Task> Please output exactly the part of the records below that opens with the line containing "Start the service." and closes with the line containing "cache cleanup task", both lines included, and nothing else.

** Opening Material shown block **

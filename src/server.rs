//! Server runtime.
//!
//! [`ServerHandle`] owns the full lifecycle: metrics recorder, database and
//! migrations, service wiring, the REST API and background tasks, and
//! graceful shutdown.

use std::net::SocketAddr;
use std::sync::{Arc, OnceLock};
use std::time::Duration;

use axum::Router;
use metrics_exporter_prometheus::{PrometheusBuilder, PrometheusHandle};
use sea_orm::DatabaseConnection;
use tower_governor::governor::GovernorConfigBuilder;
use tower_governor::GovernorLayer;
use tracing::{error, info, warn};

use crate::application::{Adapters, AppServices};
use crate::config::{AppConfig, RateLimitConfig};
use crate::infrastructure::{init_database, run_migrations, DatabaseConfig};
use crate::interfaces::http::{create_api_router, AppState};
use crate::shared::shutdown::{ShutdownCoordinator, ShutdownSignal};

/// Options for starting the service.
pub struct ServerOptions {
    pub config: AppConfig,
    /// Run database migrations on startup (default: true).
    pub auto_migrate: bool,
    /// Create the configured admin account when missing (default: true).
    pub create_default_admin: bool,
}

impl Default for ServerOptions {
    fn default() -> Self {
        Self {
            config: AppConfig::default(),
            auto_migrate: true,
            create_default_admin: true,
        }
    }
}

/// Handle to a running service.
pub struct ServerHandle {
    /// Wired application services, shared with the API.
    pub services: AppServices,
    /// The configuration the server was started with.
    pub config: AppConfig,
    /// Port the REST API is listening on.
    pub api_port: u16,

    db: DatabaseConnection,
    shutdown: ShutdownCoordinator,
    api_task: tokio::task::JoinHandle<()>,
    background: Vec<tokio::task::JoinHandle<()>>,
}

/// The global recorder can be installed once per process; restarts reuse it.
fn prometheus_handle() -> Result<PrometheusHandle, Box<dyn std::error::Error>> {
    static PROM_HANDLE: OnceLock<PrometheusHandle> = OnceLock::new();
    if let Some(handle) = PROM_HANDLE.get() {
        return Ok(handle.clone());
    }
    let handle = PrometheusBuilder::new().install_recorder()?;
    info!("Prometheus metrics recorder installed");
    Ok(PROM_HANDLE.get_or_init(|| handle).clone())
}

impl ServerHandle {
    /// Start the service.
    ///
    /// 1. Install the Prometheus recorder
    /// 2. Connect to the database and run migrations
    /// 3. Create the default admin (if enabled)
    /// 4. Wire services and recover interrupted import jobs
    /// 5. Start the REST API (with Swagger UI) and the cache cleanup task
    pub async fn start(opts: ServerOptions) -> Result<Self, Box<dyn std::error::Error>> {
        let app_cfg = opts.config;
        info!("Starting campus service...");

        let prometheus = prometheus_handle()?;

        let db_config = DatabaseConfig::from(&app_cfg.database);
        info!(url = %db_config.url, "Connecting to database");
        let db = init_database(&db_config).await?;

        if opts.auto_migrate {
            info!("Running database migrations...");
            run_migrations(&db).await?;
            info!("Migrations completed");
        }

        let adapters = Adapters::from_config(&app_cfg)?;
        let services = AppServices::new(db.clone(), &app_cfg, adapters);

        if opts.create_default_admin {
            match services.users.ensure_default_admin(&app_cfg.admin).await {
                Ok(Some(admin)) => {
                    info!(email = %admin.email, "Default admin created");
                    warn!("Change the default admin password immediately");
                }
                Ok(None) => {}
                Err(e) => error!(error = %e, "Failed to create default admin"),
            }
        }

        match services.course_import.recover_interrupted().await {
            Ok(0) => {}
            Ok(n) => warn!(jobs = n, "Marked interrupted import jobs as failed"),
            Err(e) => error!(error = %e, "Failed to recover interrupted import jobs"),
        }

        let shutdown = ShutdownCoordinator::new(app_cfg.server.shutdown_timeout);
        let shutdown_signal = shutdown.signal();

        let mut background = Vec::new();
        background.push(Arc::clone(&services.cache).spawn_cleanup(
            Duration::from_secs(app_cfg.cache.cleanup_interval_secs.max(1)),
            shutdown_signal.clone(),
        ));

        let state = AppState::new(services.clone(), prometheus);
        let (api_router, sweeper) =
            with_rate_limit(create_api_router(state), &app_cfg.rate_limit, shutdown_signal.clone())?;
        background.extend(sweeper);

        let api_port = app_cfg.server.api_port;
        let api_addr = format!("{}:{}", app_cfg.server.api_host, api_port);
        let listener = tokio::net::TcpListener::bind(&api_addr).await?;
        info!("REST API listening on http://{}", api_addr);
        info!("Swagger UI available at http://{}/docs/", api_addr);

        let api_shutdown = shutdown_signal.clone();
        let api_server = axum::serve(
            listener,
            api_router.into_make_service_with_connect_info::<SocketAddr>(),
        )
        .with_graceful_shutdown(async move {
            api_shutdown.wait().await;
            info!("REST API received shutdown signal");
        });

        let api_task = tokio::spawn(async move {
            if let Err(e) = api_server.await {
                error!("REST API server error: {}", e);
            }
        });

        info!("Campus service started");

        Ok(Self {
            services,
            config: app_cfg,
            api_port,
            db,
            shutdown,
            api_task,
            background,
        })
    }

    pub fn shutdown_signal(&self) -> ShutdownSignal {
        self.shutdown.signal()
    }

    /// Install OS signal listeners (SIGTERM, SIGINT) that trigger shutdown.
    pub fn install_signal_handler(&self) {
        self.shutdown.start_signal_listener();
    }

    /// Send the shutdown signal without waiting.
    pub fn trigger_shutdown(&self) {
        self.shutdown.signal().trigger();
    }

    /// Wait for the API and background tasks to stop, bounded by the
    /// configured shutdown timeout, then close the database.
    pub async fn wait(self) {
        info!("Waiting for server tasks to complete...");
        let timeout = Duration::from_secs(self.shutdown.timeout_secs());

        let tasks = async {
            match self.api_task.await {
                Ok(()) => info!("REST API stopped"),
                Err(e) => error!("REST API task panicked: {}", e),
            }
            for task in self.background {
                if let Err(e) = task.await {
                    error!("Background task panicked: {}", e);
                }
            }
        };
        if tokio::time::timeout(timeout, tasks).await.is_err() {
            warn!(timeout_secs = timeout.as_secs(), "Shutdown timed out; abandoning remaining tasks");
        }

        if let Err(e) = self.db.close().await {
            warn!("Error closing database connection: {}", e);
        } else {
            info!("Database connection closed");
        }
        info!("Campus service shutdown complete");
    }

    /// Trigger shutdown and wait for completion.
    pub async fn shutdown(self) {
        info!("Shutting down campus service...");
        self.trigger_shutdown();
        self.wait().await;
    }

    pub fn is_running(&self) -> bool {
        !self.api_task.is_finished()
    }
}

/// Per-IP token bucket in front of the API. `per_second == 0` disables
/// limiting. Also returns the task that evicts idle buckets.
fn with_rate_limit(
    router: Router,
    cfg: &RateLimitConfig,
    shutdown: ShutdownSignal,
) -> Result<(Router, Option<tokio::task::JoinHandle<()>>), Box<dyn std::error::Error>> {
    if cfg.per_second == 0 {
        info!("Rate limiting disabled");
        return Ok((router, None));
    }
    let replenish_ms = (1000 / cfg.per_second).max(1);
    let governor = GovernorConfigBuilder::default()
        .per_millisecond(replenish_ms)
        .burst_size(cfg.burst.max(1))
        .finish()
        .ok_or("invalid rate limit configuration")?;
    let governor = Arc::new(governor);

    let limiter = governor.limiter().clone();
    let sweeper = tokio::spawn(async move {
        let mut ticker = tokio::time::interval(Duration::from_secs(60));
        loop {
            tokio::select! {
                _ = ticker.tick() => limiter.retain_recent(),
                _ = shutdown.wait() => break,
            }
        }
    });

    info!(per_second = cfg.per_second, burst = cfg.burst, "Rate limiting enabled");
    Ok((router.layer(GovernorLayer::new(governor)), Some(sweeper)))
}

/// Initialize tracing from the application config. `RUST_LOG` wins over the
/// configured level.
///
/// Call once at process start, before [`ServerHandle::start`].
pub fn init_tracing(config: &AppConfig) {
    use tracing_subscriber::layer::SubscriberExt;
    use tracing_subscriber::util::SubscriberInitExt;

    let env_filter = tracing_subscriber::EnvFilter::try_from_default_env()
        .unwrap_or_else(|_| tracing_subscriber::EnvFilter::new(&config.logging.level));

    match config.logging.format.to_lowercase().as_str() {
        "json" => {
            tracing_subscriber::registry()
                .with(env_filter)
                .with(tracing_subscriber::fmt::layer().json())
                .init();
        }
        _ => {
            tracing_subscriber::registry()
                .with(env_filter)
                .with(tracing_subscriber::fmt::layer())
                .init();
        }
    }
}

** Closing Material shown block **

Expected output>
    /// Start the service.
    ///
    /// 1. Install the Prometheus recorder
    /// 2. Connect to the database and run migrations
    /// 3. Create the default admin (if enabled)
    /// 4. Wire services and recover interrupted import jobs
    /// 5. Start the REST API (with Swagger UI) and the cache cleanup task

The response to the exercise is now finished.